オトナだから愛せない
「君が選んでくれたから」
「皐月くん、どれにする?」
「ん、あー、なんでもいい」
胡桃のお泊まり勉強会を阻止した結果、約束通りスーツショップに胡桃と一緒に来たはいいものの咄嗟にスーツが買いたいと嘘をついてしまった情けない俺。
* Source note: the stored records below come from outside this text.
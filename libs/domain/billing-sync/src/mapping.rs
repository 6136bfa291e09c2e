// [libs/domain/billing-sync/src/mapping.rs]
//! Caller-supplied translation from provider product identifiers to the
//! manager's tier names, with a reserved wildcard fallback.

use std::collections::HashMap;

const WILDCARD_KEYS: [&str; 2] = ["*", "default"];

#[derive(Debug, Clone, Default)]
pub struct TierMapping {
    by_product: HashMap<String, String>,
    fallback: Option<String>,
}

impl TierMapping {
    pub fn new() -> Self {
        Self::default()
    }

    /// Registers `product_id → tier_name`. Passing `"*"` or `"default"`
    /// as `product_id` sets the fallback used for any product with no
    /// direct mapping, rather than a literal product entry.
    pub fn with_mapping(mut self, product_id: impl Into<String>, tier_name: impl Into<String>) -> Self {
        let product_id = product_id.into();
        let tier_name = tier_name.into();
        if WILDCARD_KEYS.contains(&product_id.as_str()) {
            self.fallback = Some(tier_name);
        } else {
            self.by_product.insert(product_id, tier_name);
        }
        self
    }

    /// Resolves a provider product id to a local tier name. Falls back
    /// to the wildcard mapping when no exact entry exists, and to `None`
    /// when neither is present — the caller decides what that means
    /// (reject the event, or fall through to the manager's own default
    /// tier by simply not writing an entitlement).
    pub fn resolve(&self, product_id: &str) -> Option<&str> {
        self.by_product
            .get(product_id)
            .or(self.fallback.as_ref())
            .map(String::as_str)
    }
}
// [libs/domain/billing-sync/src/lib.rs]
//! Bridges an external subscription provider to the quota manager's
//! entitlement store. A `BillingSynchroniser` either pulls state on
//! demand (`sync_user`) or accepts a provider-pushed event
//! (`apply_webhook_event`); both converge on the same tier-resolution
//! rule and the same `SetEntitlement` timestamp CAS, so duplicate or
//! out-of-order deliveries from either path are absorbed without extra
//! dedupe storage.

mod errors;
mod mapping;
mod provider;
mod synchroniser;

pub use errors::{BillingError, BillingResult};
pub use mapping::TierMapping;
pub use provider::{BillingProvider, ProviderSubscription, SubscriptionStatus};
pub use synchroniser::{BillingSynchroniser, WebhookEvent};
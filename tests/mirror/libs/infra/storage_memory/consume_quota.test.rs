use chrono::{Duration, TimeZone, Utc};
use quotaforge_core::{ConsumeRequest, QuotaStorage, RefundRequest};
use quotaforge_domain_models::{Period, PeriodKind};
use quotaforge_storage_memory::MemoryStorage;

fn monthly_period(start: chrono::DateTime<Utc>) -> Period {
    Period::new(start, start + Duration::days(30), PeriodKind::Monthly)
}

#[tokio::test]
async fn consume_accumulates_and_rejects_past_limit() {
    let storage = MemoryStorage::new();
    let now = Utc.with_ymd_and_hms(2026, 5, 1, 0, 0, 0).unwrap();
    let period = monthly_period(now);

    let first = storage
        .consume_quota(ConsumeRequest {
            user_id: "u1".into(),
            resource: "api_calls".into(),
            amount: 80,
            period,
            limit: 100,
            tier_name: "pro".into(),
            idempotency_key: None,
            idempotency_ttl: Duration::hours(24),
            metadata: None,
            now,
        })
        .await
        .unwrap();
    assert_eq!(first.new_used, 80);
    assert!(!first.exceeded);

    let second = storage
        .consume_quota(ConsumeRequest {
            user_id: "u1".into(),
            resource: "api_calls".into(),
            amount: 30,
            period,
            limit: 100,
            tier_name: "pro".into(),
            idempotency_key: None,
            idempotency_ttl: Duration::hours(24),
            metadata: None,
            now,
        })
        .await
        .unwrap();
    assert!(second.exceeded);
    assert_eq!(second.new_used, 80, "a rejected consume must not mutate usage");
}

#[tokio::test]
async fn idempotent_consume_replays_the_first_outcome() {
    let storage = MemoryStorage::new();
    let now = Utc.with_ymd_and_hms(2026, 5, 1, 0, 0, 0).unwrap();
    let period = monthly_period(now);

    let request = ConsumeRequest {
        user_id: "u1".into(),
        resource: "api_calls".into(),
        amount: 10,
        period,
        limit: 1000,
        tier_name: "pro".into(),
        idempotency_key: Some("dup-key".into()),
        idempotency_ttl: Duration::hours(24),
        metadata: None,
        now,
    };

    let first = storage.consume_quota(request.clone()).await.unwrap();
    let mut replay = request;
    replay.amount = 500;
    let second = storage.consume_quota(replay).await.unwrap();

    assert_eq!(first.new_used, second.new_used);
}

#[tokio::test]
async fn refund_floors_used_at_zero() {
    let storage = MemoryStorage::new();
    let now = Utc.with_ymd_and_hms(2026, 5, 1, 0, 0, 0).unwrap();
    let period = monthly_period(now);

    storage
        .consume_quota(ConsumeRequest {
            user_id: "u1".into(),
            resource: "api_calls".into(),
            amount: 5,
            period,
            limit: 100,
            tier_name: "pro".into(),
            idempotency_key: None,
            idempotency_ttl: Duration::hours(24),
            metadata: None,
            now,
        })
        .await
        .unwrap();

    let refunded = storage
        .refund_quota(RefundRequest {
            user_id: "u1".into(),
            resource: "api_calls".into(),
            amount: 50,
            period,
            idempotency_key: None,
            idempotency_ttl: Duration::hours(24),
            reason: Some("test overcorrection".into()),
            metadata: None,
            now,
        })
        .await
        .unwrap();

    assert_eq!(refunded.new_used, 0);
}

#[tokio::test]
async fn add_limit_raises_the_ceiling_without_touching_used() {
    let storage = MemoryStorage::new();
    let now = Utc.with_ymd_and_hms(2026, 5, 1, 0, 0, 0).unwrap();
    let period = monthly_period(now);

    storage
        .consume_quota(ConsumeRequest {
            user_id: "u1".into(),
            resource: "api_calls".into(),
            amount: 40,
            period,
            limit: 100,
            tier_name: "pro".into(),
            idempotency_key: None,
            idempotency_ttl: Duration::hours(24),
            metadata: None,
            now,
        })
        .await
        .unwrap();

    let new_limit = storage
        .add_limit("u1", "api_calls", period, "pro", 50, "topup-1")
        .await
        .unwrap();
    assert_eq!(new_limit, 150);

    let usage = storage.get_usage("u1", "api_calls", period.start).await.unwrap().unwrap();
    assert_eq!(usage.used, 40);

    let repeat = storage.add_limit("u1", "api_calls", period, "pro", 50, "topup-1").await;
    assert!(repeat.is_err(), "a repeated top-up key must not be applied twice");
}
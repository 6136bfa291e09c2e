// [libs/domain/models/src/usage.rs]
//! The per-user/resource/period counter row.

use chrono::{DateTime, Utc};
use serde::{Deserialize, Serialize};
use typeshare::typeshare;

use crate::tier::PeriodKind;

/// Keyed by `(user_id, resource, period_start)`. Created on first consume
/// for the period; mutated by every consume/refund/top-up/tier-change;
/// destroyed only by backend retention policy, never by the manager.
#[typeshare]
#[derive(Debug, Clone, Serialize, Deserialize, PartialEq)]
pub struct UsageRecord {
    pub user_id: String,
    pub resource: String,
    pub period_start: DateTime<Utc>,
    pub period_end: DateTime<Utc>,
    pub period_kind: PeriodKind,

    pub used: u64,
    /// Snapshot of the limit at the time of the last mutation — proration
    /// and top-ups write here directly; the tier's configured limit is
    /// never touched.
    pub limit: u64,
    pub tier_name: String,

    pub updated_at: DateTime<Utc>,
}

impl UsageRecord {
    pub fn fresh(
        user_id: impl Into<String>,
        resource: impl Into<String>,
        period_start: DateTime<Utc>,
        period_end: DateTime<Utc>,
        period_kind: PeriodKind,
        limit: u64,
        tier_name: impl Into<String>,
        now: DateTime<Utc>,
    ) -> Self {
        Self {
            user_id: user_id.into(),
            resource: resource.into(),
            period_start,
            period_end,
            period_kind,
            used: 0,
            limit,
            tier_name: tier_name.into(),
            updated_at: now,
        }
    }

    pub fn remaining(&self) -> u64 {
        self.limit.saturating_sub(self.used)
    }

    pub fn would_exceed(&self, amount: u64) -> bool {
        self.used.saturating_add(amount) > self.limit
    }
}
スーツは結構持っているから、今のところ新しいのはいらないんだけど。泊まりを阻止する為に嘘をついたなんて、そんなかっこ悪いこと知られたくない。
「なんでもよくないよ!」
「(しまった……適当に返しすぎた……)」
「私、スーツ着てる皐月くんかっこよくて好きなの!だから皐月くんに似合うやつ選ぶね」
「……」
思わず面食らった。さらっとそんなこと言うのは反則だ。
「あ、あれ、皐月くんに似合いそう!」
「走るなよ」
スーツショップが珍しいのか終始楽しそうな胡桃。かかっているスーツを手に取り自分に当てて鏡を見つめるその姿が可愛らしい。
「皐月くん、これ似合いそう!」
先に駆けて行った胡桃は俺が持っているグレーよりもワントーン暗めのスーツを手にした。腕を伸ばし距離を詰める俺に合わせる素振りをする。